Taylor Parker, 34, is one of only seven women on death row in Texas, with a conviction for capital murder that has been upheld by the Texas Court of Criminal Appeals, a grim fate that has been sealed for her since her conviction in October 2022.
The case has attracted fresh attention ahead of the release of a documentary examining the killing, the investigation, and the courtroom battles that followed, a brutal crime that took place on October 9, 2020, in the city of New Boston, Texas, where 21-year-old Reagan Simmons-Hancock was brutally murdered while seven and a half months pregnant.
Prosecutors said that Parker attacked Simmons-Hancock inside her home, stabbing and slashing her over 100 times, a horrific act of violence that was committed in the presence of Simmons-Hancock's three-year-old daughter Kynlee, who was found unharmed, hiding beneath a blanket on a bed.
Parker left the house with the newborn, Braxlynn, but her escape collapsed almost immediately, when a state trooper stopped her for erratic driving and found her covered in dried blood with the baby in her lap, the umbilical cord still attached.
During questioning, Parker admitted being in a 'physical altercation' with Simmons-Hancock and taking the baby from her friend's body, a shocking admission that has raised many questions about the motivations behind this heinous crime.

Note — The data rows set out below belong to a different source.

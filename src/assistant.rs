//! The interactive loop: greet, then resolve and dispatch until exit

use crate::config::Config;
use crate::dispatch::{Dispatcher, Flow, IntentTable};
use crate::handlers;
use crate::input::{ConsoleInput, InputResolver, SpeechCapture};
use crate::output::{ConsoleOutput, OutputSink};
use crate::services::Services;
use crate::voice::{MicrophoneListener, VoiceOutput};
use crate::{Error, Result};

/// A running assistant session
pub struct Assistant {
    io: InputResolver,
    dispatcher: Dispatcher,
}

impl Assistant {
    /// Assemble an assistant from already-built parts
    #[must_use]
    pub const fn new(io: InputResolver, dispatcher: Dispatcher) -> Self {
        Self { io, dispatcher }
    }

    /// Build the real assistant from configuration
    ///
    /// # Errors
    ///
    /// Returns error if voice is enabled without an `OpenAI` key, if the
    /// audio devices cannot be opened, or if a capability adapter cannot be
    /// built
    pub fn from_config(config: &Config) -> Result<Self> {
        let services = Services::from_config(config)?;
        let dispatcher = Dispatcher::new(IntentTable::standard(), services);

        let io = if config.voice.enabled {
            let api_key = config.api_keys.openai.as_ref().ok_or_else(|| {
                Error::Config(
                    "OPENAI_API_KEY required for voice mode (use --text-only to run without it)"
                        .to_string(),
                )
            })?;

            let capture: Box<dyn SpeechCapture> =
                Box::new(MicrophoneListener::new(api_key, &config.voice, config.listen)?);
            let output: Box<dyn OutputSink> = Box::new(VoiceOutput::new(api_key, &config.voice)?);
            InputResolver::new(Some(capture), Box::new(ConsoleInput), output)
        } else {
            InputResolver::new(None, Box::new(ConsoleInput), Box::new(ConsoleOutput))
        };

        tracing::info!(text_only = io.is_text_only(), "assistant ready");
        Ok(Self::new(io, dispatcher))
    }

    /// Speak the time-of-day greeting
    pub async fn greet(&self) {
        handlers::greet(&self.io, self.dispatcher.services().clock.as_ref()).await;
    }

    /// Resolve one command and dispatch it
    pub async fn step(&mut self) -> Flow {
        let command = self.io.resolve_input().await;
        self.dispatcher.dispatch(&command, &mut self.io).await
    }

    /// Greet, then loop until the exit intent
    pub async fn run(mut self) {
        self.greet().await;
        while self.step().await == Flow::Continue {}
        tracing::info!("exit requested, shutting down");
    }
}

Prosecutors argued that Parker had faked a pregnancy because she feared losing her partner, Griffin, and had collected baby items and watched videos on childbirth, a months-long deception that ultimately led to the murder of Simmons-Hancock.
A neurologist called by the defense described Parker's condition as frontal lobe syndrome, which can involve serious changes in behavior, emotion, and judgment, a condition that has been cited as a factor in her appeal, but has not been enough to overturn her conviction.

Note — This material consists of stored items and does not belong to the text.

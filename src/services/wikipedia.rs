//! Encyclopedia lookups via the Wikipedia REST summary API

use async_trait::async_trait;
use reqwest::StatusCode;
use serde::Deserialize;

use super::{CapabilityError, Encyclopedia};

const DEFAULT_BASE_URL: &str = "https://en.wikipedia.org/api/rest_v1";

/// Page summary response
#[derive(Debug, Deserialize)]
struct SummaryResponse {
    #[serde(rename = "type", default)]
    kind: String,
    #[serde(default)]
    extract: String,
}

/// Wikipedia page summary client
pub struct WikipediaClient {
    client: reqwest::Client,
    base_url: String,
}

impl WikipediaClient {
    /// Create a client for English Wikipedia
    ///
    /// # Errors
    ///
    /// Returns error if the HTTP client cannot be built
    pub fn new() -> crate::Result<Self> {
        Self::with_base_url(DEFAULT_BASE_URL)
    }

    /// Create a client against a different REST endpoint
    ///
    /// # Errors
    ///
    /// Returns error if the HTTP client cannot be built
    pub fn with_base_url(base_url: &str) -> crate::Result<Self> {
        Ok(Self {
            client: super::http_client()?,
            base_url: base_url.trim_end_matches('/').to_string(),
        })
    }
}

#[async_trait(?Send)]
impl Encyclopedia for WikipediaClient {
    async fn summarize(
        &self,
        topic: &str,
        max_sentences: usize,
    ) -> Result<String, CapabilityError> {
        let title = topic.trim().replace(' ', "_");
        if title.is_empty() {
            return Err(CapabilityError::NotFound);
        }

        let url = format!(
            "{}/page/summary/{}",
            self.base_url,
            urlencoding::encode(&title)
        );
        tracing::debug!(topic, %url, "wikipedia summary request");

        let response = self.client.get(&url).send().await?;
        let status = response.status();

        if status == StatusCode::NOT_FOUND {
            return Err(CapabilityError::NotFound);
        }
        if !status.is_success() {
            let body = response.text().await.unwrap_or_default();
            tracing::error!(status = %status, body = %body, "wikipedia API error");
            return Err(CapabilityError::Unavailable(format!("wikipedia returned {status}")));
        }

        let summary: SummaryResponse = response.json().await?;
        if summary.kind == "disambiguation" {
            return Err(CapabilityError::Ambiguous);
        }

        let text = first_sentences(&summary.extract, max_sentences);
        if text.is_empty() {
            return Err(CapabilityError::NotFound);
        }
        Ok(text)
    }
}

/// The first `n` sentences of `text`
///
/// A sentence ends at `.`, `!` or `?` followed by whitespace or end of text.
#[must_use]
pub fn first_sentences(text: &str, n: usize) -> String {
    let text = text.trim();
    if n == 0 {
        return String::new();
    }

    let mut count = 0;
    let mut chars = text.char_indices().peekable();
    while let Some((i, c)) = chars.next() {
        if matches!(c, '.' | '!' | '?') {
            let at_boundary = chars.peek().is_none_or(|(_, next)| next.is_whitespace());
            if at_boundary {
                count += 1;
                if count == n {
                    return text[..i + c.len_utf8()].to_string();
                }
            }
        }
    }
    text.to_string()
}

The case has been deemed one of the most unusual murder cases in modern American criminal history, with fetal abductions by maternal evisceration numbering just 15 in the US between 1987 and 2011, and around 100 recorded worldwide in that time period.
As the documentary Maternal Instinct prepares to shed new light on this shocking case, many are left grappling with the disturbing details of Parker's crime and the events that led up to it, a grim reminder of the darker aspects of human nature.